At the time that Mackenzie entered Bradford School of Art in 1910, he and his family had moved to 443 Killinghall Road, and his father had become an insurance agent. While there, he met fellow student, Florence Mary Anderson, who, like him, would become an accomplished illustrator. In 1912, both he and she won scholarships for two years’ study in drawing and painting at the Slade School of Art, in London, under Henry Tonks. However, Mackenzie left after a year, possibly because of an aesthetic disagreement or because he decided to seek paid work. In the meantime, he and Anderson had become lovers, and she gave birth to a son, Murray Anderson Mackenzie (in Epsom, Surrey, in May 1914). Murray would be brought up mostly by his grandparents in Yorkshire.
On leaving the Slade in 1913, Mackenzie went to the publisher and distributor, Simpkin, Marshall, Hamilton, Kent & Co, and presented his portfolio, which contained drawings that showed the influence of Aubrey Beardsley and Harry Clarke. As a result of the visit, he received a commission to illustrate a small volume of Christmas carols, and this would eventually be published in 1916 (with the illustrations being credited to ‘T Mackenzie’). In the meantime, he made a somewhat uncertain living, mainly contributing drawings to The Sketch and other magazines. He also received an important commission from the publisher, James Nisbet, to illustrate Aladdin and his Wonderful Lamp, a large new gift book with a rhyming text by Arthur Ransome. However, this project was temporarily abandoned as a result of the increasing scale of the world war. In a letter of 15 February 1915, Ransome complained that Mackenzie had ‘suddenly gone off to Serbia’ on active service.

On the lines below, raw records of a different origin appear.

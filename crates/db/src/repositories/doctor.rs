use crate::models::{DbDoctor, DbDoctorDetail};
use chrono::NaiveDateTime;
use eyre::Result;
use sqlx::{Pool, Postgres};

const DOCTOR_COLUMNS: &str = "doctor_id, user_id, doctor_name, dept_id, title, specialty, \
     introduction, available_status, created_at, updated_at";

const DETAIL_SELECT: &str = r#"
    SELECT d.doctor_id, d.user_id, d.doctor_name, d.dept_id, dep.dept_name,
           d.title, d.specialty, d.introduction, d.created_at, d.updated_at
    FROM doctors d
    JOIN departments dep ON d.dept_id = dep.dept_id
"#;

pub async fn list_doctors(
    pool: &Pool<Postgres>,
    dept_id: Option<i64>,
    offset: i64,
    limit: i64,
) -> Result<Vec<DbDoctorDetail>> {
    let doctors = sqlx::query_as::<_, DbDoctorDetail>(&format!(
        r#"
        {DETAIL_SELECT}
        WHERE ($1::BIGINT IS NULL OR d.dept_id = $1)
        ORDER BY d.doctor_id
        OFFSET $2 LIMIT $3
        "#,
    ))
    .bind(dept_id)
    .bind(offset)
    .bind(limit)
    .fetch_all(pool)
    .await?;

    Ok(doctors)
}

pub async fn count_doctors(pool: &Pool<Postgres>, dept_id: Option<i64>) -> Result<i64> {
    let total = sqlx::query_scalar::<_, i64>(
        "SELECT COUNT(*) FROM doctors WHERE ($1::BIGINT IS NULL OR dept_id = $1)",
    )
    .bind(dept_id)
    .fetch_one(pool)
    .await?;

    Ok(total)
}

pub async fn get_doctor_by_id(pool: &Pool<Postgres>, doctor_id: i64) -> Result<Option<DbDoctor>> {
    let doctor = sqlx::query_as::<_, DbDoctor>(&format!(
        r#"
        SELECT {DOCTOR_COLUMNS}
        FROM doctors
        WHERE doctor_id = $1
        "#,
    ))
    .bind(doctor_id)
    .fetch_optional(pool)
    .await?;

    Ok(doctor)
}

pub async fn get_doctor_detail_by_id(
    pool: &Pool<Postgres>,
    doctor_id: i64,
) -> Result<Option<DbDoctorDetail>> {
    let doctor = sqlx::query_as::<_, DbDoctorDetail>(&format!(
        r#"
        {DETAIL_SELECT}
        WHERE d.doctor_id = $1
        "#,
    ))
    .bind(doctor_id)
    .fetch_optional(pool)
    .await?;

    Ok(doctor)
}

pub async fn create_doctor(
    pool: &Pool<Postgres>,
    user_id: i64,
    doctor_name: &str,
    dept_id: i64,
    title: Option<&str>,
    specialty: Option<&str>,
    introduction: Option<&str>,
    now: NaiveDateTime,
) -> Result<DbDoctor> {
    tracing::debug!("Creating doctor: name={}, dept_id={}", doctor_name, dept_id);

    let doctor = sqlx::query_as::<_, DbDoctor>(&format!(
        r#"
        INSERT INTO doctors (user_id, doctor_name, dept_id, title, specialty, introduction, created_at, updated_at)
        VALUES ($1, $2, $3, $4, $5, $6, $7, $7)
        RETURNING {DOCTOR_COLUMNS}
        "#,
    ))
    .bind(user_id)
    .bind(doctor_name)
    .bind(dept_id)
    .bind(title)
    .bind(specialty)
    .bind(introduction)
    .bind(now)
    .fetch_one(pool)
    .await?;

    Ok(doctor)
}

pub async fn update_doctor(
    pool: &Pool<Postgres>,
    doctor_id: i64,
    doctor_name: Option<&str>,
    dept_id: Option<i64>,
    title: Option<&str>,
    specialty: Option<&str>,
    introduction: Option<&str>,
    now: NaiveDateTime,
) -> Result<DbDoctor> {
    let doctor = sqlx::query_as::<_, DbDoctor>(&format!(
        r#"
        UPDATE doctors
        SET doctor_name = COALESCE($2, doctor_name),
            dept_id = COALESCE($3, dept_id),
            title = COALESCE($4, title),
            specialty = COALESCE($5, specialty),
            introduction = COALESCE($6, introduction),
            updated_at = $7
        WHERE doctor_id = $1
        RETURNING {DOCTOR_COLUMNS}
        "#,
    ))
    .bind(doctor_id)
    .bind(doctor_name)
    .bind(dept_id)
    .bind(title)
    .bind(specialty)
    .bind(introduction)
    .bind(now)
    .fetch_one(pool)
    .await?;

    Ok(doctor)
}

pub async fn delete_doctor(pool: &Pool<Postgres>, doctor_id: i64) -> Result<()> {
    sqlx::query("DELETE FROM doctors WHERE doctor_id = $1")
        .bind(doctor_id)
        .execute(pool)
        .await?;

    Ok(())
}

pub async fn has_schedules(pool: &Pool<Postgres>, doctor_id: i64) -> Result<bool> {
    let exists = sqlx::query_scalar::<_, bool>(
        "SELECT EXISTS (SELECT 1 FROM doctor_schedules WHERE doctor_id = $1)",
    )
    .bind(doctor_id)
    .fetch_one(pool)
    .await?;

    Ok(exists)
}

pub async fn has_appointments(pool: &Pool<Postgres>, doctor_id: i64) -> Result<bool> {
    let exists = sqlx::query_scalar::<_, bool>(
        "SELECT EXISTS (SELECT 1 FROM appointments WHERE doctor_id = $1)",
    )
    .bind(doctor_id)
    .fetch_one(pool)
    .await?;

    Ok(exists)
}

At the end of the First World War, Mackenzie bought Old Rushes, a cottage in the Hertfordshire village of Rushden, and this would remain his bolt hole for years to come. In 1918, Harrap published his first significant book, Ali Baba and Aladdin, his name appearing on it as ‘T Blakeley Mackenzie’. In the following year, Nisbet finally published its version of Aladdin in both deluxe and trade editions in time for the Christmas market (the illustrator appearing simply as ‘Mackenzie’). It was well received by the critics, and proved influential, even on the design by William Cameron Menzies of the 1924 film, The Thief of Bagdad (over which Mackenzie would consider legal action). Nisbet followed Aladdin with Arthur and His Knights, solely in a trade edition (1920), Mackenzie illustrating a text by his friend and Nisbet’s juvenile book editor, Christine Chaundler. By 1921, he ‘was said to be the best paid illustrator in the country’ (White, 1988, page 27).

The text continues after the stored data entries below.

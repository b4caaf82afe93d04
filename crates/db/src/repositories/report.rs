use crate::models::{DbPrescription, DbVisitRow};
use chrono::NaiveDateTime;
use eyre::Result;
use sqlx::{FromRow, Pool, Postgres};

/// Appointments joined with names inside a half-open time range,
/// optionally narrowed to one department and/or doctor by name.
pub async fn visits_between(
    pool: &Pool<Postgres>,
    start: Option<NaiveDateTime>,
    end: Option<NaiveDateTime>,
    dept_name: Option<&str>,
    doctor_name: Option<&str>,
) -> Result<Vec<DbVisitRow>> {
    let rows = sqlx::query_as::<_, DbVisitRow>(
        r#"
        SELECT a.appt_id, a.appt_time, a.status,
               p.name AS patient_name, d.doctor_name, dep.dept_name
        FROM appointments a
        JOIN patients p ON a.patient_id = p.patient_id
        JOIN doctors d ON a.doctor_id = d.doctor_id
        JOIN departments dep ON d.dept_id = dep.dept_id
        WHERE ($1::TIMESTAMP IS NULL OR a.appt_time >= $1)
          AND ($2::TIMESTAMP IS NULL OR a.appt_time < $2)
          AND ($3::VARCHAR IS NULL OR dep.dept_name = $3)
          AND ($4::VARCHAR IS NULL OR d.doctor_name = $4)
        ORDER BY a.appt_time ASC
        "#,
    )
    .bind(start)
    .bind(end)
    .bind(dept_name)
    .bind(doctor_name)
    .fetch_all(pool)
    .await?;

    Ok(rows)
}

#[derive(Debug, Clone, FromRow)]
pub struct DayCount {
    pub day: String,
    pub count: i64,
}

/// Per-day appointment counts inside a half-open time range.
pub async fn visit_counts_by_day(
    pool: &Pool<Postgres>,
    start: NaiveDateTime,
    end: NaiveDateTime,
) -> Result<Vec<DayCount>> {
    let rows = sqlx::query_as::<_, DayCount>(
        r#"
        SELECT to_char(appt_time, 'YYYY-MM-DD') AS day, COUNT(*) AS count
        FROM appointments
        WHERE appt_time >= $1 AND appt_time < $2
        GROUP BY day
        ORDER BY day
        "#,
    )
    .bind(start)
    .bind(end)
    .fetch_all(pool)
    .await?;

    Ok(rows)
}

pub async fn prescriptions_between(
    pool: &Pool<Postgres>,
    start: Option<NaiveDateTime>,
    end: Option<NaiveDateTime>,
) -> Result<Vec<DbPrescription>> {
    let prescriptions = sqlx::query_as::<_, DbPrescription>(
        r#"
        SELECT id, patient, department, doctor, created_at, status
        FROM pharmacy_prescriptions
        WHERE ($1::TIMESTAMP IS NULL OR created_at >= $1)
          AND ($2::TIMESTAMP IS NULL OR created_at < $2)
        ORDER BY created_at ASC
        "#,
    )
    .bind(start)
    .bind(end)
    .fetch_all(pool)
    .await?;

    Ok(prescriptions)
}

#[derive(Debug, Clone, FromRow)]
pub struct PrescriptionItemCount {
    pub prescription_id: String,
    pub count: i64,
}

/// Line-item counts per prescription id.
pub async fn item_counts_by_prescription(
    pool: &Pool<Postgres>,
    prescription_ids: &[String],
) -> Result<Vec<PrescriptionItemCount>> {
    let rows = sqlx::query_as::<_, PrescriptionItemCount>(
        r#"
        SELECT prescription_id, COUNT(*) AS count
        FROM prescription_items
        WHERE prescription_id = ANY($1)
        GROUP BY prescription_id
        "#,
    )
    .bind(prescription_ids)
    .fetch_all(pool)
    .await?;

    Ok(rows)
}
//! Booking validator tests driven through mock repositories, mirroring
//! the handler's decision sequence: lock the schedule, gather the two
//! counts, run the precondition chain, insert.

use chrono::{NaiveDate, NaiveDateTime};
use mockall::predicate;

use omms_api::middleware::error_handling::AppError;
use omms_core::errors::OmmsError;
use omms_core::models::appointment::validate_booking;
use omms_db::mock::repositories::{MockAppointmentRepo, MockScheduleRepo};
use omms_db::models::{DbAppointment, DbSchedule};

fn schedule(schedule_id: i64, doctor_id: i64, max_appointments: i32) -> DbSchedule {
    DbSchedule {
        schedule_id,
        doctor_id,
        work_date: NaiveDate::from_ymd_opt(2024, 1, 15).unwrap(),
        start_time: chrono::NaiveTime::from_hms_opt(8, 30, 0).unwrap(),
        end_time: chrono::NaiveTime::from_hms_opt(12, 0, 0).unwrap(),
        max_appointments,
        status: 1,
        created_at: None,
        updated_at: None,
    }
}

fn slot_time() -> NaiveDateTime {
    NaiveDate::from_ymd_opt(2024, 1, 15)
        .unwrap()
        .and_hms_opt(9, 0, 0)
        .unwrap()
}

/// The handler's booking sequence against mock repositories.
async fn validate_and_book(
    schedule_repo: &MockScheduleRepo,
    appointment_repo: &MockAppointmentRepo,
    patient_id: i64,
    doctor_id: i64,
    schedule_id: i64,
    appt_time: NaiveDateTime,
) -> Result<DbAppointment, AppError> {
    let db_schedule = schedule_repo
        .lock_schedule(schedule_id)
        .await?
        .ok_or_else(|| AppError(OmmsError::Validation("排班不存在".to_string())))?;

    let booked_count = appointment_repo
        .count_active_for_schedule(schedule_id)
        .await?;
    let duplicate = appointment_repo
        .exists_active_at(patient_id, appt_time)
        .await?;

    validate_booking(
        db_schedule.doctor_id,
        doctor_id,
        appt_time,
        db_schedule.work_date,
        db_schedule.start_time,
        db_schedule.end_time,
        booked_count,
        db_schedule.max_appointments,
        duplicate,
    )?;

    let created = appointment_repo
        .insert_appointment(patient_id, doctor_id, schedule_id, appt_time, None)
        .await?;

    Ok(created)
}

#[tokio::test]
async fn test_booking_success_creates_pending_appointment() {
    let mut schedule_repo = MockScheduleRepo::new();
    let mut appointment_repo = MockAppointmentRepo::new();
    let appt_time = slot_time();

    schedule_repo
        .expect_lock_schedule()
        .with(predicate::eq(10))
        .returning(|id| Ok(Some(schedule(id, 2, 20))));

    appointment_repo
        .expect_count_active_for_schedule()
        .with(predicate::eq(10))
        .returning(|_| Ok(0));

    appointment_repo
        .expect_exists_active_at()
        .with(predicate::eq(1), predicate::eq(appt_time))
        .returning(|_, _| Ok(false));

    appointment_repo
        .expect_insert_appointment()
        .times(1)
        .returning(|patient_id, doctor_id, schedule_id, appt_time, _| {
            Ok(DbAppointment {
                appt_id: 99,
                patient_id,
                doctor_id,
                schedule_id,
                appt_time,
                status: 0,
                symptom_desc: None,
                created_at: None,
                updated_at: None,
            })
        });

    let result =
        validate_and_book(&schedule_repo, &appointment_repo, 1, 2, 10, appt_time).await;

    let created = result.expect("booking should succeed");
    assert_eq!(created.appt_id, 99);
    assert_eq!(created.status, 0);
}

#[tokio::test]
async fn test_booking_rejects_missing_schedule() {
    let mut schedule_repo = MockScheduleRepo::new();
    let mut appointment_repo = MockAppointmentRepo::new();

    schedule_repo
        .expect_lock_schedule()
        .returning(|_| Ok(None));
    appointment_repo.expect_insert_appointment().times(0);

    let result =
        validate_and_book(&schedule_repo, &appointment_repo, 1, 2, 10, slot_time()).await;

    match result.unwrap_err().0 {
        OmmsError::Validation(m) => assert_eq!(m, "排班不存在"),
        e => panic!("Expected Validation error, got: {:?}", e),
    }
}

#[tokio::test]
async fn test_booking_rejects_full_slot_without_insert() {
    let mut schedule_repo = MockScheduleRepo::new();
    let mut appointment_repo = MockAppointmentRepo::new();

    // max_appointments = 1 with one active booking already held
    schedule_repo
        .expect_lock_schedule()
        .returning(|id| Ok(Some(schedule(id, 2, 1))));
    appointment_repo
        .expect_count_active_for_schedule()
        .returning(|_| Ok(1));
    appointment_repo
        .expect_exists_active_at()
        .returning(|_, _| Ok(false));
    appointment_repo.expect_insert_appointment().times(0);

    let result =
        validate_and_book(&schedule_repo, &appointment_repo, 1, 2, 10, slot_time()).await;

    match result.unwrap_err().0 {
        OmmsError::Validation(m) => assert_eq!(m, "该时段预约已满"),
        e => panic!("Expected Validation error, got: {:?}", e),
    }
}

#[tokio::test]
async fn test_booking_rejects_time_outside_window() {
    let mut schedule_repo = MockScheduleRepo::new();
    let mut appointment_repo = MockAppointmentRepo::new();

    schedule_repo
        .expect_lock_schedule()
        .returning(|id| Ok(Some(schedule(id, 2, 20))));
    appointment_repo
        .expect_count_active_for_schedule()
        .returning(|_| Ok(0));
    appointment_repo
        .expect_exists_active_at()
        .returning(|_, _| Ok(false));
    appointment_repo.expect_insert_appointment().times(0);

    let outside = NaiveDate::from_ymd_opt(2024, 1, 15)
        .unwrap()
        .and_hms_opt(14, 0, 0)
        .unwrap();

    let result = validate_and_book(&schedule_repo, &appointment_repo, 1, 2, 10, outside).await;

    match result.unwrap_err().0 {
        OmmsError::Validation(m) => assert_eq!(m, "预约时间不在排班时间内"),
        e => panic!("Expected Validation error, got: {:?}", e),
    }
}

#[tokio::test]
async fn test_booking_rejects_double_booked_patient() {
    let mut schedule_repo = MockScheduleRepo::new();
    let mut appointment_repo = MockAppointmentRepo::new();
    let appt_time = slot_time();

    schedule_repo
        .expect_lock_schedule()
        .returning(|id| Ok(Some(schedule(id, 2, 20))));
    appointment_repo
        .expect_count_active_for_schedule()
        .returning(|_| Ok(0));
    appointment_repo
        .expect_exists_active_at()
        .with(predicate::eq(1), predicate::eq(appt_time))
        .returning(|_, _| Ok(true));
    appointment_repo.expect_insert_appointment().times(0);

    let result =
        validate_and_book(&schedule_repo, &appointment_repo, 1, 2, 10, appt_time).await;

    match result.unwrap_err().0 {
        OmmsError::Validation(m) => assert_eq!(m, "该时间段已有预约"),
        e => panic!("Expected Validation error, got: {:?}", e),
    }
}

#[tokio::test]
async fn test_booking_rejects_schedule_doctor_mismatch() {
    let mut schedule_repo = MockScheduleRepo::new();
    let mut appointment_repo = MockAppointmentRepo::new();

    // Schedule belongs to doctor 7, request names doctor 2
    schedule_repo
        .expect_lock_schedule()
        .returning(|id| Ok(Some(schedule(id, 7, 20))));
    appointment_repo
        .expect_count_active_for_schedule()
        .returning(|_| Ok(0));
    appointment_repo
        .expect_exists_active_at()
        .returning(|_, _| Ok(false));
    appointment_repo.expect_insert_appointment().times(0);

    let result =
        validate_and_book(&schedule_repo, &appointment_repo, 1, 2, 10, slot_time()).await;

    match result.unwrap_err().0 {
        OmmsError::Validation(m) => assert_eq!(m, "排班不属于该医生"),
        e => panic!("Expected Validation error, got: {:?}", e),
    }
}
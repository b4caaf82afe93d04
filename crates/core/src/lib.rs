//! # OMMS Core
//!
//! Domain types shared across the OMMS backend: request/response DTOs,
//! the uniform `{code, message, data}` envelope, the error taxonomy, and
//! the temporal formatting helpers used at every handler boundary.
//!
//! This crate is deliberately free of any web-framework or database
//! dependency so the business rules it encodes (booking validation,
//! status machines, stock arithmetic) can be tested in isolation.

/// Domain error taxonomy mapped to HTTP statuses by the API crate
pub mod errors;
/// Request/response DTOs grouped by subsystem
pub mod models;
/// The uniform JSON envelope every endpoint returns
pub mod response;
/// Shared date/time parsing and formatting
pub mod time_fmt;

In the years immediately following the war, Mackenzie and Anderson ‘rented various properties in and around London as well as travelling between London and Yorkshire singly or together’, though ‘they seem to have grown apart’ (Cope, 2011, page 13). In 1921, while on a walking holiday in Yorkshire, he met Katharine Clayton, who had recently completed her studies in jewellery design at Birmingham School of Art. He and Clayton spent increasing amounts of time together, including a further visit to Yorkshire in 1923, during which he made preparatory drawings for the illustrations to his next book, for Bodley Head, which were executed in etching, linocut and watercolour. This was the non-fiction volume, Brontë Moors and Villages from Thornton to Haworth, by Elizabeth Southwart, whose work Anderson had also illustrated.
Mackenzie’s next two illustrative projects were more characteristic, in being gift books that showcased his talents for, respectively, the Orientalist and the fantastic. These were James Elroy Flecker’s play, Hassan (Heinemann, 1924), and James Stephens’ The Crock of Gold (Macmillan, 1926), the latter appearing in both deluxe and trade editions.

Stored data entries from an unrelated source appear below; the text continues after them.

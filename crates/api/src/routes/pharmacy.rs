use axum::{
    routing::{get, patch, post},
    Router,
};
use std::sync::Arc;

use crate::{handlers, ApiState};

pub fn routes() -> Router<Arc<ApiState>> {
    Router::new()
        .route(
            "/api/pharmacy/medicines",
            get(handlers::pharmacy::list_medicines),
        )
        .route(
            "/api/pharmacy/inventory/batches",
            get(handlers::pharmacy::list_batches),
        )
        .route(
            "/api/pharmacy/inventory/logs",
            get(handlers::pharmacy::list_logs),
        )
        .route(
            "/api/pharmacy/inventory/in",
            post(handlers::pharmacy::inventory_in),
        )
        .route(
            "/api/pharmacy/inventory/out",
            post(handlers::pharmacy::inventory_out),
        )
        .route(
            "/api/pharmacy/prescriptions",
            get(handlers::pharmacy::list_prescriptions),
        )
        .route(
            "/api/pharmacy/prescriptions/:id/status",
            patch(handlers::pharmacy::update_prescription_status),
        )
        .route(
            "/api/pharmacy/suppliers",
            get(handlers::pharmacy::list_suppliers),
        )
        .route(
            "/api/pharmacy/suppliers",
            post(handlers::pharmacy::create_supplier),
        )
        .route("/api/pharmacy/orders", get(handlers::pharmacy::list_orders))
        .route(
            "/api/pharmacy/orders",
            post(handlers::pharmacy::create_order),
        )
        .route(
            "/api/pharmacy/orders/:id/status",
            patch(handlers::pharmacy::update_order_status),
        )
}
//! Appointment handlers, including the booking validator.
//!
//! Booking runs as a chain of hard preconditions inside a single
//! transaction. The schedule row is locked `FOR UPDATE` before the quota
//! and double-booking counts, so two concurrent requests for the same
//! slot serialize: the second sees the first one's insert and fails the
//! quota check instead of racing past it. Capacity is always derived by
//! counting non-cancelled rows; there is no persisted booked counter.

use axum::{
    extract::{Path, Query, State},
    Json,
};
use chrono::Local;
use std::sync::Arc;

use omms_core::{
    errors::OmmsError,
    models::appointment::{
        transition_allowed, validate_booking, AppointmentCreate, AppointmentListQuery,
        AppointmentOut, AppointmentUpdate, CancelOut, STATUS_CANCELLED,
    },
    models::page::{Page, PageQuery},
    response::Envelope,
    time_fmt,
};
use omms_db::models::{DbAppointment, DbAppointmentDetail, DbPatient};
use omms_db::repositories::{appointment, department, doctor, patient, schedule};

use crate::{
    middleware::{auth::AuthUser, error_handling::AppError},
    ApiState,
};

fn detail_out(row: DbAppointmentDetail) -> AppointmentOut {
    AppointmentOut {
        appt_id: row.appt_id,
        patient_id: row.patient_id,
        patient_name: row.patient_name,
        doctor_id: row.doctor_id,
        doctor_name: row.doctor_name,
        dept_id: row.dept_id,
        dept_name: row.dept_name,
        schedule_id: row.schedule_id,
        appt_time: Some(time_fmt::fmt_datetime(row.appt_time)),
        status: row.status,
        symptom_desc: row.symptom_desc,
        created_at: row.created_at.map(time_fmt::fmt_datetime),
        updated_at: row.updated_at.map(time_fmt::fmt_datetime),
    }
}

/// Resolves the booking's patient: the payload id as a patient key,
/// then as a user reference, then the caller's own patient profile.
async fn resolve_patient(
    state: &ApiState,
    payload_patient_id: i64,
    current_user_id: i64,
) -> Result<DbPatient, AppError> {
    if let Some(p) = patient::get_patient_by_id(&state.db_pool, payload_patient_id)
        .await
        .map_err(OmmsError::Database)?
    {
        return Ok(p);
    }
    if let Some(p) = patient::get_patient_by_user_id(&state.db_pool, payload_patient_id)
        .await
        .map_err(OmmsError::Database)?
    {
        return Ok(p);
    }
    patient::get_patient_by_user_id(&state.db_pool, current_user_id)
        .await
        .map_err(OmmsError::Database)?
        .ok_or_else(|| AppError(OmmsError::Validation("患者不存在".to_string())))
}

#[axum::debug_handler]
pub async fn list_appointments(
    State(state): State<Arc<ApiState>>,
    Query(query): Query<AppointmentListQuery>,
) -> Result<Json<Envelope<Page<AppointmentOut>>>, AppError> {
    let (page, page_size, offset) = PageQuery {
        page: query.page,
        page_size: query.page_size,
    }
    .normalize(20, 100);

    let total = appointment::count_appointments(
        &state.db_pool,
        query.patient_id,
        query.doctor_id,
        query.status,
    )
    .await
    .map_err(OmmsError::Database)?;

    let rows = appointment::list_appointments(
        &state.db_pool,
        query.patient_id,
        query.doctor_id,
        query.status,
        offset,
        page_size,
    )
    .await
    .map_err(OmmsError::Database)?;

    let response = Page {
        list: rows.into_iter().map(detail_out).collect(),
        total,
        page,
        page_size,
    };

    Ok(Json(Envelope::ok(response)))
}

#[axum::debug_handler]
pub async fn create_appointment(
    State(state): State<Arc<ApiState>>,
    current: AuthUser,
    Json(payload): Json<AppointmentCreate>,
) -> Result<Json<Envelope<AppointmentOut>>, AppError> {
    // Step 1: resolve the patient
    let patient = resolve_patient(&state, payload.patient_id, current.user.user_id).await?;

    // Step 2: the doctor must exist
    let doctor = doctor::get_doctor_by_id(&state.db_pool, payload.doctor_id)
        .await
        .map_err(OmmsError::Database)?
        .ok_or_else(|| OmmsError::Validation("医生不存在".to_string()))?;

    let appt_time = time_fmt::parse_datetime(&payload.appt_time)?;

    // Steps 3-7 share one transaction; the schedule row lock serializes
    // concurrent bookings against the same slot.
    let mut tx = state
        .db_pool
        .begin()
        .await
        .map_err(|e| OmmsError::Database(e.into()))?;

    let db_schedule = schedule::lock_schedule(&mut tx, payload.schedule_id)
        .await
        .map_err(OmmsError::Database)?
        .ok_or_else(|| OmmsError::Validation("排班不存在".to_string()))?;

    let booked_count = appointment::count_active_for_schedule(&mut *tx, payload.schedule_id)
        .await
        .map_err(OmmsError::Database)?;

    let duplicate = appointment::exists_active_at(&mut *tx, patient.patient_id, appt_time)
        .await
        .map_err(OmmsError::Database)?;

    validate_booking(
        db_schedule.doctor_id,
        payload.doctor_id,
        appt_time,
        db_schedule.work_date,
        db_schedule.start_time,
        db_schedule.end_time,
        booked_count,
        db_schedule.max_appointments,
        duplicate,
    )?;

    let now = Local::now().naive_local();
    let created = appointment::insert_appointment(
        &mut tx,
        patient.patient_id,
        payload.doctor_id,
        payload.schedule_id,
        appt_time,
        payload.symptom_desc.as_deref(),
        now,
    )
    .await
    .map_err(OmmsError::Database)?;

    tx.commit()
        .await
        .map_err(|e| OmmsError::Database(e.into()))?;

    let dept_name = department::get_department_by_id(&state.db_pool, doctor.dept_id)
        .await
        .map_err(OmmsError::Database)?
        .map(|d| d.dept_name)
        .unwrap_or_default();

    let response = AppointmentOut {
        appt_id: created.appt_id,
        patient_id: created.patient_id,
        patient_name: patient.name,
        doctor_id: created.doctor_id,
        doctor_name: doctor.doctor_name,
        dept_id: doctor.dept_id,
        dept_name,
        schedule_id: created.schedule_id,
        appt_time: Some(time_fmt::fmt_datetime(created.appt_time)),
        status: created.status,
        symptom_desc: created.symptom_desc,
        created_at: created.created_at.map(time_fmt::fmt_datetime),
        updated_at: created.updated_at.map(time_fmt::fmt_datetime),
    };

    Ok(Json(Envelope::ok_with(response, "预约创建成功")))
}

#[axum::debug_handler]
pub async fn get_appointment(
    State(state): State<Arc<ApiState>>,
    Path(appt_id): Path<i64>,
) -> Result<Json<Envelope<AppointmentOut>>, AppError> {
    let row = appointment::get_appointment_detail_by_id(&state.db_pool, appt_id)
        .await
        .map_err(OmmsError::Database)?
        .ok_or_else(|| OmmsError::NotFound("预约不存在".to_string()))?;

    Ok(Json(Envelope::ok(detail_out(row))))
}

/// Checks a requested status change against the forward-only machine.
fn check_transition(current: &DbAppointment, target: i16) -> Result<(), AppError> {
    if !transition_allowed(current.status, target) {
        return Err(AppError(OmmsError::Validation("非法状态流转".to_string())));
    }
    Ok(())
}

#[axum::debug_handler]
pub async fn update_appointment(
    State(state): State<Arc<ApiState>>,
    Path(appt_id): Path<i64>,
    Json(payload): Json<AppointmentUpdate>,
) -> Result<Json<Envelope<AppointmentOut>>, AppError> {
    let existing = appointment::get_appointment_by_id(&state.db_pool, appt_id)
        .await
        .map_err(OmmsError::Database)?
        .ok_or_else(|| OmmsError::NotFound("预约不存在".to_string()))?;

    if let Some(status) = payload.status {
        check_transition(&existing, status)?;
    }

    let now = Local::now().naive_local();
    appointment::update_appointment(
        &state.db_pool,
        appt_id,
        payload.status,
        payload.symptom_desc.as_deref(),
        now,
    )
    .await
    .map_err(OmmsError::Database)?;

    let row = appointment::get_appointment_detail_by_id(&state.db_pool, appt_id)
        .await
        .map_err(OmmsError::Database)?
        .ok_or_else(|| OmmsError::NotFound("预约详情获取失败".to_string()))?;

    Ok(Json(Envelope::ok_with(detail_out(row), "预约更新成功")))
}

#[axum::debug_handler]
pub async fn update_appointment_status(
    State(state): State<Arc<ApiState>>,
    Path(appt_id): Path<i64>,
    Json(payload): Json<AppointmentUpdate>,
) -> Result<Json<Envelope<AppointmentOut>>, AppError> {
    let existing = appointment::get_appointment_by_id(&state.db_pool, appt_id)
        .await
        .map_err(OmmsError::Database)?
        .ok_or_else(|| OmmsError::NotFound("预约不存在".to_string()))?;

    let Some(status) = payload.status else {
        return Err(AppError(OmmsError::Validation(
            "必须提供状态字段".to_string(),
        )));
    };

    check_transition(&existing, status)?;

    let now = Local::now().naive_local();
    appointment::set_status(&state.db_pool, appt_id, status, now)
        .await
        .map_err(OmmsError::Database)?;

    let row = appointment::get_appointment_detail_by_id(&state.db_pool, appt_id)
        .await
        .map_err(OmmsError::Database)?
        .ok_or_else(|| OmmsError::NotFound("预约详情获取失败".to_string()))?;

    Ok(Json(Envelope::ok_with(detail_out(row), "预约状态更新成功")))
}

/// Cancelling never deletes the row; the slot frees itself by the
/// cancelled row dropping out of the capacity count.
#[axum::debug_handler]
pub async fn cancel_appointment(
    State(state): State<Arc<ApiState>>,
    Path(appt_id): Path<i64>,
) -> Result<Json<Envelope<CancelOut>>, AppError> {
    let existing = appointment::get_appointment_by_id(&state.db_pool, appt_id)
        .await
        .map_err(OmmsError::Database)?
        .ok_or_else(|| OmmsError::NotFound("预约不存在".to_string()))?;

    check_transition(&existing, STATUS_CANCELLED)?;

    let now = Local::now().naive_local();
    appointment::set_status(&state.db_pool, appt_id, STATUS_CANCELLED, now)
        .await
        .map_err(OmmsError::Database)?;

    Ok(Json(Envelope::ok_with(CancelOut { appt_id }, "预约已取消")))
}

Perhaps responding to a boom in etching, Mackenzie worked increasingly as a printmaker, and exhibited etchings and engravings with the London dealer, Alex Reid & Lefèvre. It is therefore understandable that his last two books should be illustrated with forms of print, linocuts for F J Harvey Darton’s A Parcel of Kent (Nisbet, 1926), and drypoints for a two-volume limited edition of Walter Pater’s Marius the Epicurean (Macmillan, 1929, with an introduction by Mackenzie’s friend, the poet and critic, J C Squire).
In 1925, Mackenzie and Anderson had married at Hampstead Registry Office in order to make Murray legitimate. However, shortly afterwards, Anderson filed for divorce on the grounds of Mackenzie’s adultery. Cope explains that ‘It is on record that the presiding judge suspected collusion between the parties, but subsequent enquiries failed to substantiate his view’ (2011, page 14). The divorce was granted in October 1928.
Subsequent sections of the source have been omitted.